# Your objective
Pull out each line of the records holding the string "Reference".

# Excerpted data
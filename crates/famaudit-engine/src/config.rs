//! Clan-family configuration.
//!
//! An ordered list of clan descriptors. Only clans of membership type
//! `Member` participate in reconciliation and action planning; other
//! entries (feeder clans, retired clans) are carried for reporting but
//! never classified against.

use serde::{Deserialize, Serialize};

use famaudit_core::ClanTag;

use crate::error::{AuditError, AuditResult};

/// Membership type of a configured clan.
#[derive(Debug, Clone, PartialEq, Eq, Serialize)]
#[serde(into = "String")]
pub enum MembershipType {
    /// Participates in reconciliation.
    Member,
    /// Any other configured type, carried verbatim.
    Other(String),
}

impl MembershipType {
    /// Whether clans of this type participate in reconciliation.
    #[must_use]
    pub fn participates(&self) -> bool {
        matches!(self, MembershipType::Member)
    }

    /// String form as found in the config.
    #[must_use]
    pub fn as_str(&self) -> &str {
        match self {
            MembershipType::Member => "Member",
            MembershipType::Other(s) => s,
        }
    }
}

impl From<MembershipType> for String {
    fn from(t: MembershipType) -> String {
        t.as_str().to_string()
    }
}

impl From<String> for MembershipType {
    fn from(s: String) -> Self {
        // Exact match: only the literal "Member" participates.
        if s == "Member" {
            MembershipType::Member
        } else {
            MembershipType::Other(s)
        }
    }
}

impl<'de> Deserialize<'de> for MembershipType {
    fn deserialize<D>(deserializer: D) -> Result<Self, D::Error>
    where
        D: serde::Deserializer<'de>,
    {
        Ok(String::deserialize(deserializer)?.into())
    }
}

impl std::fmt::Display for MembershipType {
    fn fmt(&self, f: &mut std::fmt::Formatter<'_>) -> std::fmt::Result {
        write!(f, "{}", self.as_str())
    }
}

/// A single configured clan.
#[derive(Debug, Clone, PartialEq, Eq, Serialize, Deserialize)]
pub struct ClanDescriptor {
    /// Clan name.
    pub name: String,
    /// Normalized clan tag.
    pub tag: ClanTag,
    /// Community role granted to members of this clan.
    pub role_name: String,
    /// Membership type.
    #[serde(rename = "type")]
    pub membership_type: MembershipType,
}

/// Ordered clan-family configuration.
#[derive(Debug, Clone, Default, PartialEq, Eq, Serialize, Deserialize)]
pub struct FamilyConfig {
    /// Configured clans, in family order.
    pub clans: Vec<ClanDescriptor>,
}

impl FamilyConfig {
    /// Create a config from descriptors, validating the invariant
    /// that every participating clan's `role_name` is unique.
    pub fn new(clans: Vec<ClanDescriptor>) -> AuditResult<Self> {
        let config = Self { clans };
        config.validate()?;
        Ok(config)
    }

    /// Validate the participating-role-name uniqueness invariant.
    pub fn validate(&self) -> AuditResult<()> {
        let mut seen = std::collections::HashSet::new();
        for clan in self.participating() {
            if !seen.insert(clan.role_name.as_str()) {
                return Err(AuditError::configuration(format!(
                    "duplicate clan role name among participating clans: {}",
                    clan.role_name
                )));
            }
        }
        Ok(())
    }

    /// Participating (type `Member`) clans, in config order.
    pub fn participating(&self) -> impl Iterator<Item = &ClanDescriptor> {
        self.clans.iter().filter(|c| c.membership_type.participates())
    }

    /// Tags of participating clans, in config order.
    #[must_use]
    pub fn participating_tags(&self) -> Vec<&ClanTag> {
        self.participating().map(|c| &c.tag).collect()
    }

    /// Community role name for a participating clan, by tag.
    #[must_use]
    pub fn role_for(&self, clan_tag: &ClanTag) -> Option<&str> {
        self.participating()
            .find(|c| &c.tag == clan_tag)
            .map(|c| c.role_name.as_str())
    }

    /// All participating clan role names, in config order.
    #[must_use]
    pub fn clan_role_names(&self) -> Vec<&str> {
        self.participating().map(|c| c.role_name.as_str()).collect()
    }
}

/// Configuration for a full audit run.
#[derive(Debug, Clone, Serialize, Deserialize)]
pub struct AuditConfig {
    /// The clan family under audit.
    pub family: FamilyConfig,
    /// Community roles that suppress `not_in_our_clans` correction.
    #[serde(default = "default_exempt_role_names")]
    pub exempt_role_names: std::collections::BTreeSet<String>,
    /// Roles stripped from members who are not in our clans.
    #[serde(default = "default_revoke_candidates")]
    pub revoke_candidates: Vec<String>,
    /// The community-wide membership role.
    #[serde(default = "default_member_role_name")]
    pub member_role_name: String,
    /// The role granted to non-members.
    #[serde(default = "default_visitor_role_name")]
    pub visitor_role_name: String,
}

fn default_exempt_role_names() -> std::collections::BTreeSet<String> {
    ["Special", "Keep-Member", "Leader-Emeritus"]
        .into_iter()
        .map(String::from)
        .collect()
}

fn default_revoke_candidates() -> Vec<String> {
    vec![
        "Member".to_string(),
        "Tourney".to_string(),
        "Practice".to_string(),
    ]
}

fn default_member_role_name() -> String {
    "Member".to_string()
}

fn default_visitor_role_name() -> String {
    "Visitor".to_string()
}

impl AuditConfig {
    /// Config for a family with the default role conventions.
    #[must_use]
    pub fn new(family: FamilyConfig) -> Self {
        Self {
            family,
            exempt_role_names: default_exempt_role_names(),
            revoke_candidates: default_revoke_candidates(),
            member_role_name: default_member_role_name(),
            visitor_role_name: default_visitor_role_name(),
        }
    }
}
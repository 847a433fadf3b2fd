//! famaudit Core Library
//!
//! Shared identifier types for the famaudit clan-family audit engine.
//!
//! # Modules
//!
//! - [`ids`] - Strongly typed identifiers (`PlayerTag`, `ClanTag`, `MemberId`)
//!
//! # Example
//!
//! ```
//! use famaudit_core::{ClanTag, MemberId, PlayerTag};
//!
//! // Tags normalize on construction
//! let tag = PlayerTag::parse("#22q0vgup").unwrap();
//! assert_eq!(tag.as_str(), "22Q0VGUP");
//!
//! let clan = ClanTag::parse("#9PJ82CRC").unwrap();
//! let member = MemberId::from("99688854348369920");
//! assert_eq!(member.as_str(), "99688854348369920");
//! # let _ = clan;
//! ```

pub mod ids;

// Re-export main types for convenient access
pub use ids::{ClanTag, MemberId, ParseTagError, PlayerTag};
==
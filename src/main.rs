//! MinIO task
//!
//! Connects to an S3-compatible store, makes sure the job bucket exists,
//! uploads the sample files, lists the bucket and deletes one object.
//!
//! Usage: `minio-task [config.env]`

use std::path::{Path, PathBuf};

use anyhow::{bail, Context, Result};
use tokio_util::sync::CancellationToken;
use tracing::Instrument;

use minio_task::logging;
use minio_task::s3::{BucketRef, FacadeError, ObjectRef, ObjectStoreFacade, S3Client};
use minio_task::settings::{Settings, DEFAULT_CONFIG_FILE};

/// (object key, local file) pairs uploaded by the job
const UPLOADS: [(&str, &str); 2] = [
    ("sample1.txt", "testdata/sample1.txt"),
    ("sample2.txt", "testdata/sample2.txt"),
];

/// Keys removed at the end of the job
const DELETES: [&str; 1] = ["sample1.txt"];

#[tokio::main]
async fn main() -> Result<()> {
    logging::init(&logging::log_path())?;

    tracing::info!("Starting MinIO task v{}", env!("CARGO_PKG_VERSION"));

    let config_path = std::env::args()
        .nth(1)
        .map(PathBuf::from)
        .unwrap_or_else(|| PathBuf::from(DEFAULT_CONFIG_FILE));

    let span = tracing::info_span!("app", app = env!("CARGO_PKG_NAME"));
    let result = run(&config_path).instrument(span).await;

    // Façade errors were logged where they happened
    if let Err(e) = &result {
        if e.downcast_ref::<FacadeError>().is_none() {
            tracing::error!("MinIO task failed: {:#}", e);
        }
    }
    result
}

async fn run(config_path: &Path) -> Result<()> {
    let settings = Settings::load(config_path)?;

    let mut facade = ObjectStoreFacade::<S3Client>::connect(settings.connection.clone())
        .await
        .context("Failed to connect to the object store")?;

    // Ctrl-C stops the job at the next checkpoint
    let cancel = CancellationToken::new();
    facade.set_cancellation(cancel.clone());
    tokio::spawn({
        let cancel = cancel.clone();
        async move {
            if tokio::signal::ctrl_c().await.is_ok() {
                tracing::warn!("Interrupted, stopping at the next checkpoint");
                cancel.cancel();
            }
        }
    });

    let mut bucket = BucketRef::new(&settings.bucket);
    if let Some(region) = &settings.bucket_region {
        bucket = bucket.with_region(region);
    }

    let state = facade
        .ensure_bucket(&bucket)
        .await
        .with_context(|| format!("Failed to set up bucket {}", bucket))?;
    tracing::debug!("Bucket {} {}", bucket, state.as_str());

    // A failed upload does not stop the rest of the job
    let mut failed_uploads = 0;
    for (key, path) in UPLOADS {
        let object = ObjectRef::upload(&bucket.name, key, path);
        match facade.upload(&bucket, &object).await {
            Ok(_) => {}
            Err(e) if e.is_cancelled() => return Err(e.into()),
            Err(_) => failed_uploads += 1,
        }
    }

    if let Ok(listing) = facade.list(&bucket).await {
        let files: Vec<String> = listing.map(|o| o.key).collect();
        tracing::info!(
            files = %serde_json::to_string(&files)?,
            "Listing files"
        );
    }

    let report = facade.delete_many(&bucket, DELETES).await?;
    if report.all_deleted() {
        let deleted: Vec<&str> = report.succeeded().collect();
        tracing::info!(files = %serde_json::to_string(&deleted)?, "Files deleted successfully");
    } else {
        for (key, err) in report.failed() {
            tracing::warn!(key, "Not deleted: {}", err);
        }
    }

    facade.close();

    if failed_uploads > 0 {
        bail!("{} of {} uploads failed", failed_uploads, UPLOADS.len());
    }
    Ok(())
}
...
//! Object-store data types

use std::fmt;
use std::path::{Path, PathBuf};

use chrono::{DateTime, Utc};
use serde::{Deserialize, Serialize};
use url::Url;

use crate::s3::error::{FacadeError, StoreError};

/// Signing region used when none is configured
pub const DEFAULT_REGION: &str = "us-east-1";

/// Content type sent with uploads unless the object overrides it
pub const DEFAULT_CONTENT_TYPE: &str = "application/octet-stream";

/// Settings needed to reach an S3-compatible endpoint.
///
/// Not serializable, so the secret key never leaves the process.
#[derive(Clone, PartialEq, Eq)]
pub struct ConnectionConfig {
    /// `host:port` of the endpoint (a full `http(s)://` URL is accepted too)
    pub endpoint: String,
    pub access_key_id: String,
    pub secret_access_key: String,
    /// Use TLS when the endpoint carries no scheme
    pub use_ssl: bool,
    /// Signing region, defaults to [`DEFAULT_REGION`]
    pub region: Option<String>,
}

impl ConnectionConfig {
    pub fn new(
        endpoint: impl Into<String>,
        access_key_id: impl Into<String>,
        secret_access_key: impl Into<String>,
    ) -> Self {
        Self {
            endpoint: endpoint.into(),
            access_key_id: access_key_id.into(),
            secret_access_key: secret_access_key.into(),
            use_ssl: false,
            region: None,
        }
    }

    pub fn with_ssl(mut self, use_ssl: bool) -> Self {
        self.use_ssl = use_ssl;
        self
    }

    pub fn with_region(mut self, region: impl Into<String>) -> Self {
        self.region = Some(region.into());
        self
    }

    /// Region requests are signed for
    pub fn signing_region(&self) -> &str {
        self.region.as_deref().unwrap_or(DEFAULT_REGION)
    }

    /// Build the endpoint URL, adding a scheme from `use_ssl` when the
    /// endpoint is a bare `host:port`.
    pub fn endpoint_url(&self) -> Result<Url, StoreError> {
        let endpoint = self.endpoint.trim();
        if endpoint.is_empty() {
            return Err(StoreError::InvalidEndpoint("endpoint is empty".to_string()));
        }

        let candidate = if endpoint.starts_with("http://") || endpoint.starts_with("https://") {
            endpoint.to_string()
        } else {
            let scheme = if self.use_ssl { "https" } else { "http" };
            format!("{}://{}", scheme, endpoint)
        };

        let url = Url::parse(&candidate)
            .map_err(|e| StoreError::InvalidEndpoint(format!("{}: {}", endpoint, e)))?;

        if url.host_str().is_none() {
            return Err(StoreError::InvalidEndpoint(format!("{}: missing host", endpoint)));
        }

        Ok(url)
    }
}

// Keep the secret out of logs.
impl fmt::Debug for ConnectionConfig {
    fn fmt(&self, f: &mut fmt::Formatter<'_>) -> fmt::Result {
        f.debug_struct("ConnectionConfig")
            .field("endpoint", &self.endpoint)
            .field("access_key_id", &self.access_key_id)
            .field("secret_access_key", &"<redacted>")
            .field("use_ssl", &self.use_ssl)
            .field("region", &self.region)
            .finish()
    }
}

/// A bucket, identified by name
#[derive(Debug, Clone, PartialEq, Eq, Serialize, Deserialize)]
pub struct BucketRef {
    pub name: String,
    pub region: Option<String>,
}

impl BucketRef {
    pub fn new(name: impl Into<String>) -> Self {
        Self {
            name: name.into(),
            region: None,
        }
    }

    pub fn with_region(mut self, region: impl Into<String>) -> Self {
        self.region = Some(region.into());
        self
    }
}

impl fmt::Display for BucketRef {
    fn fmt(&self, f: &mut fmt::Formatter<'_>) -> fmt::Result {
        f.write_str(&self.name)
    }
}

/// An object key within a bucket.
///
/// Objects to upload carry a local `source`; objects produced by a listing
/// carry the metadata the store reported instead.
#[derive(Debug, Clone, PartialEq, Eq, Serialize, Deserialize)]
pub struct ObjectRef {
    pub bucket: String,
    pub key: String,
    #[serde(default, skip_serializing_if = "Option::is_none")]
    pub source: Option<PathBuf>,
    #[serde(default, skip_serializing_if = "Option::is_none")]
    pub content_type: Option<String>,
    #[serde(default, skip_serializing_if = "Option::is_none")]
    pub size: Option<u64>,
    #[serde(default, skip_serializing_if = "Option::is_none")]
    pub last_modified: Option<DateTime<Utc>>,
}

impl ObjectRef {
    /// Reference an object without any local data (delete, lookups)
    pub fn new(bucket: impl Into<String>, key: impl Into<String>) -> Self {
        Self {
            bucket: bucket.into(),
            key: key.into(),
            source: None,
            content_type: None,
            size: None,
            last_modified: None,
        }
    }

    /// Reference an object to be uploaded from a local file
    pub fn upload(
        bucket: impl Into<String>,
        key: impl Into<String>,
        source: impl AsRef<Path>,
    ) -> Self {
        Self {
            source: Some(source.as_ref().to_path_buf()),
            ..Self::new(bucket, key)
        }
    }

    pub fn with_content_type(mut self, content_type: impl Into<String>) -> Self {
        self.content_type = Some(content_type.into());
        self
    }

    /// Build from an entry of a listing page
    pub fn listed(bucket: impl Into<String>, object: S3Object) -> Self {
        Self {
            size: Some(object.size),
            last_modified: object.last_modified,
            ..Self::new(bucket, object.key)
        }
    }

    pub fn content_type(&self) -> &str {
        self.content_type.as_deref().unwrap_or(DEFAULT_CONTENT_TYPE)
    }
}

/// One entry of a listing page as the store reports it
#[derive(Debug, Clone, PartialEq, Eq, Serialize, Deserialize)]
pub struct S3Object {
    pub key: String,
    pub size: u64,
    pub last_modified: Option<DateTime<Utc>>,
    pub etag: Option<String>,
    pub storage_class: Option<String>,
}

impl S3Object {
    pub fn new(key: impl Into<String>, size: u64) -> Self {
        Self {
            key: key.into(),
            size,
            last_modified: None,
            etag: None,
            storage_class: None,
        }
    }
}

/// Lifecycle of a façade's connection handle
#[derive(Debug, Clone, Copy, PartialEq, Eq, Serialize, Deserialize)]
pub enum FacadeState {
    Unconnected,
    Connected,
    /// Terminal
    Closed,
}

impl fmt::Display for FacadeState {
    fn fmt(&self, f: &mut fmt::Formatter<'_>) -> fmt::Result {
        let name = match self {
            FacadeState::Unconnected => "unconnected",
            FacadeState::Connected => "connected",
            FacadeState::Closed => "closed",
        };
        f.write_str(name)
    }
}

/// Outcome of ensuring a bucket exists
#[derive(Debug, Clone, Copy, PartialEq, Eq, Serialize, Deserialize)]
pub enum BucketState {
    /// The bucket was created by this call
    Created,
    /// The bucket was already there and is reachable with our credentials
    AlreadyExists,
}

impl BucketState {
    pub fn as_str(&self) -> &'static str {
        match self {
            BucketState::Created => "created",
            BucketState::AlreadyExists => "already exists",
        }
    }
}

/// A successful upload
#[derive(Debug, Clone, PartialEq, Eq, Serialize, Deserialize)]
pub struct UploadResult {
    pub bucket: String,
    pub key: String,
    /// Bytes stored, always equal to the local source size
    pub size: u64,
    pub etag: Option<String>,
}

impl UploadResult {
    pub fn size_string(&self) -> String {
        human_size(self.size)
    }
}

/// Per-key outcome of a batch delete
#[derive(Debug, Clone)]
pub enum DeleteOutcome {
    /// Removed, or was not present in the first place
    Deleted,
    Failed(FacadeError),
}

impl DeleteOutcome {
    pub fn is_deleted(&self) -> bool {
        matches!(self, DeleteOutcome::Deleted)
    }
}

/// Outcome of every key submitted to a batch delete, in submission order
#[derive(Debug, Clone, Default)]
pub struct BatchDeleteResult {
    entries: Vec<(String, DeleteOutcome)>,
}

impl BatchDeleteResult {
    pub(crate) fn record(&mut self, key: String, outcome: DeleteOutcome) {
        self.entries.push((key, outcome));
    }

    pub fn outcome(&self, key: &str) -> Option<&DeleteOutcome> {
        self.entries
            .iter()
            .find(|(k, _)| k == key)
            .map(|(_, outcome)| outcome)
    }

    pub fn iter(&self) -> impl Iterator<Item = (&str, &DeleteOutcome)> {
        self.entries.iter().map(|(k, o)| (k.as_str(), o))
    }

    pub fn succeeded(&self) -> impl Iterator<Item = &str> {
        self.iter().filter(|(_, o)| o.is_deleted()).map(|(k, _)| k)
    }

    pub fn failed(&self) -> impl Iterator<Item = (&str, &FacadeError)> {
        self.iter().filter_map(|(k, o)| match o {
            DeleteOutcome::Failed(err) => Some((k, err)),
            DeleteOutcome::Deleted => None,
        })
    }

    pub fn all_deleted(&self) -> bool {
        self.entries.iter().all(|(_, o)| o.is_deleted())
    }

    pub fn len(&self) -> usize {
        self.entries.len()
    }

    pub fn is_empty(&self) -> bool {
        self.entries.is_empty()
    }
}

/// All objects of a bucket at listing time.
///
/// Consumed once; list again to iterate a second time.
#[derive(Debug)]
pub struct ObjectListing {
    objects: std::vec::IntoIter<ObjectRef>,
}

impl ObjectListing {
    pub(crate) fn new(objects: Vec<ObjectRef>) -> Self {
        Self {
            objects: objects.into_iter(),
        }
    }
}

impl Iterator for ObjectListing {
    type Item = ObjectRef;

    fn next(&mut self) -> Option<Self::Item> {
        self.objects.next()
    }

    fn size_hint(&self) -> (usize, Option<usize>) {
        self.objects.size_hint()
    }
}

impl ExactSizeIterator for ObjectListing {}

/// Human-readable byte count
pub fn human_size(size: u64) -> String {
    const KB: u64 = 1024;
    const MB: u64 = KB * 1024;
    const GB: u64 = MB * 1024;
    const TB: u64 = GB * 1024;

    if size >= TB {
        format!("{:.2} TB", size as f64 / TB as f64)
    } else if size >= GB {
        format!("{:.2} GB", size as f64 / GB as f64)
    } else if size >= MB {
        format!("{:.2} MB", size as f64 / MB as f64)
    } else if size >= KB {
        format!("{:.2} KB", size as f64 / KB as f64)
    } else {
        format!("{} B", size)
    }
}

# Response to the task
    /// Reference an object without any local data (delete, lookups)
    /// Reference an object to be uploaded from a local file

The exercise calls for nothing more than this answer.